#### Supplied information

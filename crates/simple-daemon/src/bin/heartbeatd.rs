//! Demonstration daemon that logs a heartbeat every second until stopped.
//!
//! `heartbeatd start`, `heartbeatd status`, `heartbeatd stop` and
//! `heartbeatd restart` manage it; its files are `heartbeat_worker.pid` and
//! `heartbeat_worker.log` in the working directory.

use std::process::ExitCode;
use std::sync::{Condvar, Mutex, PoisonError};
use std::time::Duration;

use simple_daemon::{DaemonTask, TaskError};
use tracing::info;

const HEARTBEAT_INTERVAL: Duration = Duration::from_secs(1);

#[derive(Default)]
struct HeartbeatWorker {
    stopped: Mutex<bool>,
    wake: Condvar,
}

impl DaemonTask for HeartbeatWorker {
    fn start(&self) -> Result<(), TaskError> {
        let mut beats: u64 = 0;
        let mut stopped = self.stopped.lock().unwrap_or_else(PoisonError::into_inner);
        while !*stopped {
            let (guard, wait) = self
                .wake
                .wait_timeout(stopped, HEARTBEAT_INTERVAL)
                .unwrap_or_else(PoisonError::into_inner);
            stopped = guard;
            if wait.timed_out() && !*stopped {
                beats += 1;
                info!(beats, "heartbeat");
            }
        }
        info!(beats, "heartbeat worker stopped");
        Ok(())
    }

    fn stop(&self) -> Result<(), TaskError> {
        *self.stopped.lock().unwrap_or_else(PoisonError::into_inner) = true;
        self.wake.notify_all();
        Ok(())
    }
}

fn main() -> ExitCode {
    simple_daemon::daemonize(HeartbeatWorker::default())
}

########

(Directions):
Transcribe, exactly as written, all lines of the entries above from the first to the one containing "self.wake.notify_all();", and no more.

(Completed exercise):
filename crates/simple-daemon/src/bin/heartbeatd.rs
//! Demonstration daemon that logs a heartbeat every second until stopped.
//!
//! `heartbeatd start`, `heartbeatd status`, `heartbeatd stop` and
//! `heartbeatd restart` manage it; its files are `heartbeat_worker.pid` and
//! `heartbeat_worker.log` in the working directory.

use std::process::ExitCode;
use std::sync::{Condvar, Mutex, PoisonError};
use std::time::Duration;

use simple_daemon::{DaemonTask, TaskError};
use tracing::info;

const HEARTBEAT_INTERVAL: Duration = Duration::from_secs(1);

#[derive(Default)]
struct HeartbeatWorker {
    stopped: Mutex<bool>,
    wake: Condvar,
}

impl DaemonTask for HeartbeatWorker {
    fn start(&self) -> Result<(), TaskError> {
        let mut beats: u64 = 0;
        let mut stopped = self.stopped.lock().unwrap_or_else(PoisonError::into_inner);
        while !*stopped {
            let (guard, wait) = self
                .wake
                .wait_timeout(stopped, HEARTBEAT_INTERVAL)
                .unwrap_or_else(PoisonError::into_inner);
            stopped = guard;
            if wait.timed_out() && !*stopped {
                beats += 1;
                info!(beats, "heartbeat");
            }
        }
        info!(beats, "heartbeat worker stopped");
        Ok(())
    }

    fn stop(&self) -> Result<(), TaskError> {
        *self.stopped.lock().unwrap_or_else(PoisonError::into_inner) = true;
        self.wake.notify_all();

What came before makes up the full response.